Claiming that all D&D is a poor imitation of something that came 30 years before in a limited release and most people have only a vague idea about is going to be taken by most people as utterly unbelievable.

Claiming that the current edition of D&D isn't even really D&D at all flies in the face of the definitions most people have of D&D. Your descriptions of a super-rules-light OD&D clash with an entire generation who grew up on AD&D and segued into D&D3e, the millions of people who buy 3e and expect and want D&D to be a game with rules and options for almost any situation, instead of a few tiny pamphlets where the DM is expected to pretty much make it all up as he goes along.

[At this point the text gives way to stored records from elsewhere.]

use anyhow::Result;
use rusqlite::Connection;
use tracing::info;

pub fn run(conn: &Connection) -> Result<()> {
    conn.execute_batch(
        "
        CREATE TABLE IF NOT EXISTS documents (
            seq         INTEGER PRIMARY KEY AUTOINCREMENT,
            id          TEXT NOT NULL UNIQUE,
            collection  TEXT NOT NULL,
            fields      TEXT NOT NULL,
            stored_at   TEXT NOT NULL DEFAULT (datetime('now'))
        );

        CREATE INDEX IF NOT EXISTS idx_documents_collection
            ON documents(collection, seq);
        ",
    )?;

    info!("Database migrations complete");
    Ok(())
}
#[cfg(test)]
mod tests {
    use super::*;
    use std::sync::atomic::{AtomicI64, Ordering};

    use board_types::models::{Comment, NewComment, PresenceMarker, comment_fields, presence_fields};
    use chrono::TimeZone;

    fn stepping_clock() -> Clock {
        let tick = Arc::new(AtomicI64::new(0));
        Arc::new(move || {
            let n = tick.fetch_add(1, Ordering::SeqCst);
            Utc.with_ymd_and_hms(2025, 6, 1, 12, 0, 0).unwrap() + chrono::Duration::minutes(n)
        })
    }

    fn store() -> MemoryStore {
        MemoryStore::with_options(StoreOptions {
            clock: stepping_clock(),
            journal: None,
        })
    }

    fn comment(author: &str, body: &str) -> Fields {
        NewComment {
            author: author.into(),
            body: body.into(),
        }
        .into_fields()
    }

    #[tokio::test]
    async fn query_delivers_initial_and_full_snapshots() {
        let store = store();
        let gw = store.open_session();
        let mut feed =
            gw.open_ordered_collection_query("comments", comment_fields::CREATED_AT, Direction::Descending);
        assert!(feed.recv().await.unwrap().is_empty());

        gw.append_document("comments", comment("ana", "first")).await.unwrap();
        gw.append_document("comments", comment("luis", "second")).await.unwrap();

        assert_eq!(feed.recv().await.unwrap().len(), 1);
        let snap = feed.recv().await.unwrap();
        let bodies: Vec<_> = snap
            .documents
            .iter()
            .map(|d| Comment::from_document(d).body)
            .collect();
        assert_eq!(bodies, vec!["second", "first"]);
    }

    #[tokio::test]
    async fn server_timestamp_is_resolved_on_commit() {
        let store = store();
        let gw = store.open_session();
        gw.append_document("comments", comment("ana", "hi")).await.unwrap();

        let snap = store.snapshot("comments", comment_fields::CREATED_AT, Direction::Ascending);
        let created = Comment::from_document(&snap.documents[0]).created_at;
        assert_eq!(created, Some(Utc.with_ymd_and_hms(2025, 6, 1, 12, 0, 0).unwrap()));
    }

    #[tokio::test]
    async fn documents_without_order_field_sort_last_descending() {
        let store = store();
        let untimed = Document {
            id: DocId::new(),
            fields: Fields::from([(comment_fields::BODY.to_string(), FieldValue::from("old"))]),
        };
        store.restore("comments", vec![untimed]);
        store
            .open_session()
            .append_document("comments", comment("ana", "new"))
            .await
            .unwrap();

        let snap = store.snapshot("comments", comment_fields::CREATED_AT, Direction::Descending);
        let bodies: Vec<_> = snap.documents.iter().map(|d| Comment::from_document(d).body).collect();
        assert_eq!(bodies, vec!["new", "old"]);
    }

    #[tokio::test]
    async fn read_only_collection_rejects_append() {
        let store = store();
        let gw = store.open_session();
        store.set_read_only("comments", true);
        let err = gw.append_document("comments", comment("a", "b")).await.unwrap_err();
        assert!(matches!(err, GatewayError::PermissionDenied(_)));
        assert!(store.snapshot("comments", comment_fields::CREATED_AT, Direction::Descending).is_empty());
    }

    #[tokio::test]
    async fn offline_session_cannot_write() {
        let store = store();
        let gw = store.open_session();
        gw.disconnect();
        let err = gw.append_document("comments", comment("a", "b")).await.unwrap_err();
        assert!(matches!(err, GatewayError::Unavailable(_)));
        let key = gw.push_new_child_key("presence");
        assert!(gw.write_value(&key, PresenceMarker::new("x").into_fields()).await.is_err());
    }

    #[tokio::test]
    async fn disconnect_removes_registered_keys() {
        let store = store();
        let watcher = store.open_session();
        let mut viewers = watcher.open_key_value_subscription("presence");
        assert_eq!(viewers.recv().await.unwrap().child_count(), 0);

        let gw = store.open_session();
        let key = gw.push_new_child_key("presence");
        gw.register_auto_cleanup_on_disconnect(&key).await.unwrap();
        gw.write_value(&key, PresenceMarker::new("test-agent").into_fields())
            .await
            .unwrap();

        let snap = viewers.recv().await.unwrap();
        assert_eq!(snap.child_count(), 1);
        let marker = &snap.children[&key.key];
        assert_eq!(marker.get(presence_fields::CLIENT), Some(&FieldValue::from("test-agent")));
        assert!(matches!(marker.get(presence_fields::CONNECTED_AT), Some(FieldValue::Timestamp(_))));

        gw.disconnect();
        assert_eq!(viewers.recv().await.unwrap().child_count(), 0);
        assert_eq!(store.child_count("presence"), 0);
    }

    #[tokio::test]
    async fn connection_signal_reports_transitions() {
        let store = store();
        let gw = store.open_session();
        let mut signal = gw.open_connection_state_signal();
        assert_eq!(signal.recv().await, Some(true));

        gw.disconnect();
        gw.disconnect();
        gw.reconnect();
        assert_eq!(signal.recv().await, Some(false));
        assert_eq!(signal.recv().await, Some(true));
        assert!(signal.try_recv().is_none());
    }

    #[tokio::test]
    async fn dropping_last_handle_ends_session() {
        let store = store();
        let gw = store.open_session();
        let key = gw.push_new_child_key("presence");
        gw.register_auto_cleanup_on_disconnect(&key).await.unwrap();
        gw.write_value(&key, PresenceMarker::new("x").into_fields()).await.unwrap();

        let clone = gw.clone();
        drop(gw);
        assert_eq!(store.session_count(), 1);
        assert_eq!(store.child_count("presence"), 1);

        drop(clone);
        assert_eq!(store.session_count(), 0);
        assert_eq!(store.child_count("presence"), 0);
    }

    #[tokio::test]
    async fn closed_queries_are_pruned() {
        let store = store();
        let gw = store.open_session();
        let feed = gw.open_ordered_collection_query("comments", comment_fields::CREATED_AT, Direction::Descending);
        feed.unsubscribe();
        gw.append_document("comments", comment("a", "b")).await.unwrap();
        assert!(store.lock().queries.is_empty());
    }

    struct FailingJournal;

    impl DocumentJournal for FailingJournal {
        fn record(&self, _collection: &str, _doc: &Document) -> Result<(), GatewayError> {
            Err(GatewayError::Storage("disk full".into()))
        }
    }

    #[tokio::test]
    async fn journal_failure_keeps_document_invisible() {
        let store = MemoryStore::with_options(StoreOptions {
            clock: stepping_clock(),
            journal: Some(Arc::new(FailingJournal)),
        });
        let gw = store.open_session();
        let err = gw.append_document("comments", comment("a", "b")).await.unwrap_err();
        assert_eq!(err, GatewayError::Storage("disk full".into()));
        assert!(store.snapshot("comments", comment_fields::CREATED_AT, Direction::Descending).is_empty());
    }
}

To use a computer analogy, technically there were Windows 1.0 (in 1985) and later Windows 2.0 (in 1987), and even 3.0 (in 1990), before it really hit mainstream success with 3.1 (in 1992), now many versions later, the overwhelming majority of computer users have no knowledge of versions 1 and 2, at most knowing that they existed decades ago. Nobody would say that Windows 1.0 was the only true Windows and everything else is a pale imitation. Games do bear some resemblence to computer software: both are sets of instructions that are executed to achieve a goal, and over time improvements in design technique means that revisions come out that provide more options or better methods of accomplishing your goals.

Thus, to most gamers, OD&D is not D&D, it is an early precursor to todays D&D.